Insbesondere zu empfehlen ist die Lektüre des Buches aus meiner Sicht darüber hinaus für Lehrende aller Formen mathematischer Grundlagenvorlesungen, da reichhaltige Angebote an Visualisierungen sowie innovative Arten der Reflexion von (Standard‑)Beweisen dargeboten werden. All dies kann das Nachdenken über mögliche Inszenierungen von Inhalten der eigenen Lehrveranstaltungen fraglos bereichern. Passend zur ursprünglichen Genese des Buches als Sammlung von Vorlesungsnotizen dient das Buch auch direkt zur Konzeption einer Lehrveranstaltung für die Einführung in das mathematische Beweisen. Dabei können auch Abschnitte oder zum Teil sogar ganze Kapitel übersprungen werden, ohne dass der übrige Teil an Kohärenz einbüßen würde. Zahlreiche Querverweise im Buch (nach vorne sowie nach hinten) helfen hier sicherlich in erster Linie versierten Lesenden und nicht beim Erstkontakt mit der Materie. Anbieten würde sich in diesem Fall ein Format mit hoher Aktivität von Studierenden, ob der riesigen Menge an eingearbeiteten Übungsanlässen.

Ich bin überzeugt davon, dass selbst bei mehrmaliger Lektüre das Buch seinen kurzweiligen Charakter beibehält und aufgrund der Fülle und Reichhaltigkeit jedes Mal aufs Neue Anspielungen auf popkulturelle Inhalte zu entdecken sind.

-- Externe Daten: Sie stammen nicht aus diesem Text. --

//! # QR Share
//!
//! A small web service that turns a submitted URL into a QR code and keeps the
//! current URL/image pair in a per-visitor session.
//!
//! ## Architecture
//!
//! - **Domain Layer** ([`domain`]) - Validated URLs, session records, session store trait
//! - **Application Layer** ([`application`]) - The submit / image / current-URL pipeline
//! - **Infrastructure Layer** ([`infrastructure`]) - Redis and in-memory session stores
//! - **API Layer** ([`api`]) - Submission and image handlers, session middleware
//! - **Web Layer** ([`web`]) - HTML home page
//!
//! ## Endpoints
//!
//! - `GET /` - Home page showing the session's URL
//! - `POST /set_url` - Submit a URL (form field `url`)
//! - `GET /img.png` - QR code for the session's URL
//! - `GET /health` - Session store health
//!
//! ## Quick Start
//!
//! ```bash
//! export REDIS_URL="redis://localhost:6379"  # Optional
//! cargo run
//! ```
//!
//! ## Configuration
//!
//! Service configuration is loaded from environment variables via [`config::Config`].
//! See [`config`] module for available options.

pub mod api;
pub mod application;
pub mod domain;
pub mod error;
pub mod infrastructure;
pub mod state;
pub mod utils;

pub mod config;
pub mod server;

pub mod routes;
pub mod web;

pub use error::AppError;
pub use state::AppState;

/// Commonly used types for external consumers.
///
/// Re-exports frequently used types to simplify imports for library users
/// and integration tests.
pub mod prelude {
    pub use crate::application::services::{DEFAULT_URL, QrService, SubmitOutcome};
    pub use crate::domain::{SessionHandle, SessionId, SessionRecord, SessionStore, ValidatedUrl};
    pub use crate::error::AppError;
    pub use crate::infrastructure::session::{MemorySessionStore, RedisSessionStore};
    pub use crate::state::AppState;
    pub use crate::utils::qr_encoder::QrEncoder;
    pub use crate::utils::url_validator::is_valid_url;
}
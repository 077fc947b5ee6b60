#![allow(dead_code)]

use axum::http::{HeaderValue, header::SET_COOKIE};
use axum_test::{TestResponse, TestServer};
use std::sync::Arc;
use std::time::Duration;

use qr_share::api::middleware::session::SessionCookie;
use qr_share::application::services::{DEFAULT_URL, QrService};
use qr_share::domain::ValidatedUrl;
use qr_share::domain::repositories::SessionStore;
use qr_share::infrastructure::session::MemorySessionStore;
use qr_share::routes::router;
use qr_share::state::AppState;
use qr_share::utils::qr_encoder::QrEncoder;

/// Small modules keep test images cheap to render.
pub const TEST_MODULE_SIZE: u32 = 2;

pub const NAVBAR_HOST: &str = "turnerforever.com";

pub fn create_test_state_with_store(store: Arc<dyn SessionStore>) -> AppState {
    let qr_service = QrService::new(QrEncoder::new(TEST_MODULE_SIZE), DEFAULT_URL).unwrap();

    AppState::new(qr_service, store, SessionCookie::default(), NAVBAR_HOST)
}

pub fn create_test_state() -> AppState {
    create_test_state_with_store(Arc::new(MemorySessionStore::new(Duration::from_secs(3600))))
}

pub fn create_test_server() -> TestServer {
    TestServer::new(router(create_test_state())).unwrap()
}

/// PNG the service is expected to return for `url`.
pub fn expected_png(url: &str) -> Vec<u8> {
    QrEncoder::new(TEST_MODULE_SIZE)
        .encode(&ValidatedUrl::parse(url).unwrap())
        .unwrap()
}

/// Returns the `name=value` pair of the response's session cookie, if one was set.
pub fn session_cookie(response: &TestResponse) -> Option<String> {
    response
        .headers()
        .get_all(SET_COOKIE)
        .iter()
        .filter_map(|value| value.to_str().ok())
        .find(|value| value.starts_with("session="))
        .and_then(|value| value.split(';').next())
        .map(str::to_string)
}

pub fn cookie_header(cookie: &str) -> HeaderValue {
    HeaderValue::from_str(cookie).unwrap()
}
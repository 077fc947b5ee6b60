//! API route configuration.

use crate::api::handlers::{health_handler, image_handler, set_url_handler};
use crate::state::AppState;
use axum::{
    Router,
    routing::{get, post},
};

/// Session-bound pipeline routes.
///
/// Requires [`crate::api::middleware::session`] to be layered on top, which supplies
/// the [`crate::domain::session::SessionHandle`] extension.
///
/// # Endpoints
///
/// - `POST /set_url` - Submit a URL for the current session
/// - `GET  /img.png` - QR code for the current session
pub fn session_routes() -> Router<AppState> {
    Router::new()
        .route("/set_url", post(set_url_handler))
        .route("/img.png", get(image_handler))
}

/// Routes that do not touch the session.
///
/// # Endpoints
///
/// - `GET /health` - Session store health check
pub fn public_routes() -> Router<AppState> {
    Router::new().route("/health", get(health_handler))
}
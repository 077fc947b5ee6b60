//! Infrastructure layer: concrete backends for domain storage traits.
//!
//! - [`session`] - Redis and in-memory session stores

pub mod session;
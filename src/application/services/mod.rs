//! Business logic services for the application layer.

pub mod qr_service;

pub use qr_service::{DEFAULT_URL, QrService, SubmitOutcome};
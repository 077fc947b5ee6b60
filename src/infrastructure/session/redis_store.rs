//! Redis-backed session store.

use async_trait::async_trait;
use redis::{AsyncCommands, Client, aio::ConnectionManager};
use tracing::{debug, error, info};

use crate::domain::entities::SessionRecord;
use crate::domain::repositories::{SessionStore, SessionStoreError, SessionStoreResult};
use crate::domain::session::SessionId;

/// Namespace prefix for session keys.
const KEY_PREFIX: &str = "qr_session:";

/// Session store keeping each record as one JSON value with a TTL.
///
/// Uses a `ConnectionManager` for connection reuse and automatic reconnection. A record
/// is written with a single `SET EX`, so the URL and image are replaced together.
/// Errors are propagated to callers rather than treated as misses.
pub struct RedisSessionStore {
    client: ConnectionManager,
    ttl_seconds: u64,
}

impl RedisSessionStore {
    /// Connects to Redis and validates the connection with a PING.
    ///
    /// # Arguments
    ///
    /// - `redis_url` - Redis connection string (e.g., `"redis://localhost:6379"`)
    /// - `ttl_seconds` - Lifetime of a record after its last write
    ///
    /// # Errors
    ///
    /// Returns [`SessionStoreError::Connection`] if the URL is invalid, the connection
    /// cannot be established, or the PING fails.
    pub async fn connect(redis_url: &str, ttl_seconds: u64) -> SessionStoreResult<Self> {
        info!("Connecting to Redis session store");

        let client = Client::open(redis_url).map_err(|e| {
            SessionStoreError::Connection(format!("Failed to create Redis client: {}", e))
        })?;

        let manager = ConnectionManager::new(client).await.map_err(|e| {
            SessionStoreError::Connection(format!("Failed to connect to Redis: {}", e))
        })?;

        let mut test_conn = manager.clone();
        test_conn
            .ping::<()>()
            .await
            .map_err(|e| SessionStoreError::Connection(format!("Redis PING failed: {}", e)))?;

        info!("Connected to Redis session store");

        Ok(Self {
            client: manager,
            ttl_seconds,
        })
    }

    fn build_key(id: &SessionId) -> String {
        format!("{}{}", KEY_PREFIX, id)
    }
}

/// Maps a Redis error to the store error taxonomy.
fn map_redis_error(e: redis::RedisError) -> SessionStoreError {
    if e.is_io_error() || e.is_connection_dropped() || e.is_connection_refusal() || e.is_timeout()
    {
        SessionStoreError::Connection(e.to_string())
    } else {
        SessionStoreError::Operation(e.to_string())
    }
}

/// Serializes a record into the stored representation.
pub(crate) fn encode_record(record: &SessionRecord) -> SessionStoreResult<String> {
    serde_json::to_string(record).map_err(|e| SessionStoreError::Operation(e.to_string()))
}

/// Parses the stored representation back into a record.
pub(crate) fn decode_record(raw: &str) -> SessionStoreResult<SessionRecord> {
    serde_json::from_str(raw).map_err(|e| SessionStoreError::Corrupt(e.to_string()))
}

#[async_trait]
impl SessionStore for RedisSessionStore {
    async fn load(&self, id: &SessionId) -> SessionStoreResult<Option<SessionRecord>> {
        let key = Self::build_key(id);
        let mut conn = self.client.clone();

        let raw = conn.get::<_, Option<String>>(&key).await.map_err(|e| {
            error!("Redis GET error for session {}: {}", id.short(), e);
            map_redis_error(e)
        })?;

        match raw {
            Some(raw) => {
                debug!("Session HIT: {}", id.short());
                decode_record(&raw).map(Some)
            }
            None => {
                debug!("Session MISS: {}", id.short());
                Ok(None)
            }
        }
    }

    async fn save(&self, id: &SessionId, record: &SessionRecord) -> SessionStoreResult<()> {
        let key = Self::build_key(id);
        let value = encode_record(record)?;
        let mut conn = self.client.clone();

        conn.set_ex::<_, _, ()>(&key, value, self.ttl_seconds)
            .await
            .map_err(|e| {
                error!("Redis SET error for session {}: {}", id.short(), e);
                map_redis_error(e)
            })?;

        debug!(
            "Session SET: {} -> {} (TTL: {}s)",
            id.short(),
            record.url,
            self.ttl_seconds
        );
        Ok(())
    }

    async fn health_check(&self) -> bool {
        let mut conn = self.client.clone();
        conn.ping::<()>().await.is_ok()
    }

    fn backend_name(&self) -> &'static str {
        "redis"
    }
}
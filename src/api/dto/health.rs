//! DTOs for health check endpoint.

use serde::Serialize;

/// Health check response with component status.
#[derive(Debug, Serialize)]
pub struct HealthResponse {
    pub status: String,
    pub version: String,
    pub checks: HealthChecks,
}

/// Health status for each system component.
#[derive(Debug, Serialize)]
pub struct HealthChecks {
    pub session_store: CheckStatus,
}

/// Individual component health status.
#[derive(Debug, Serialize)]
pub struct CheckStatus {
    pub status: String,

    #[serde(skip_serializing_if = "Option::is_none")]
    pub message: Option<String>,
}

Ganz im Sinne des Buches möchte ich mit einem mathematischen Witz in Gestalt eines abgewandelten Yogiismus schließen, welcher die Stoßrichtung des Buches repräsentiert, auch wenn er aus der Feder des Autors dieser Rezension stammt: Mathematisches Beweisen ist zu 90% eine schöpferische, kreative Tätigkeit, zur anderen Hälfte besteht es aus dem Befolgen einiger Regeln und dem Erlernen grundlegender Techniken.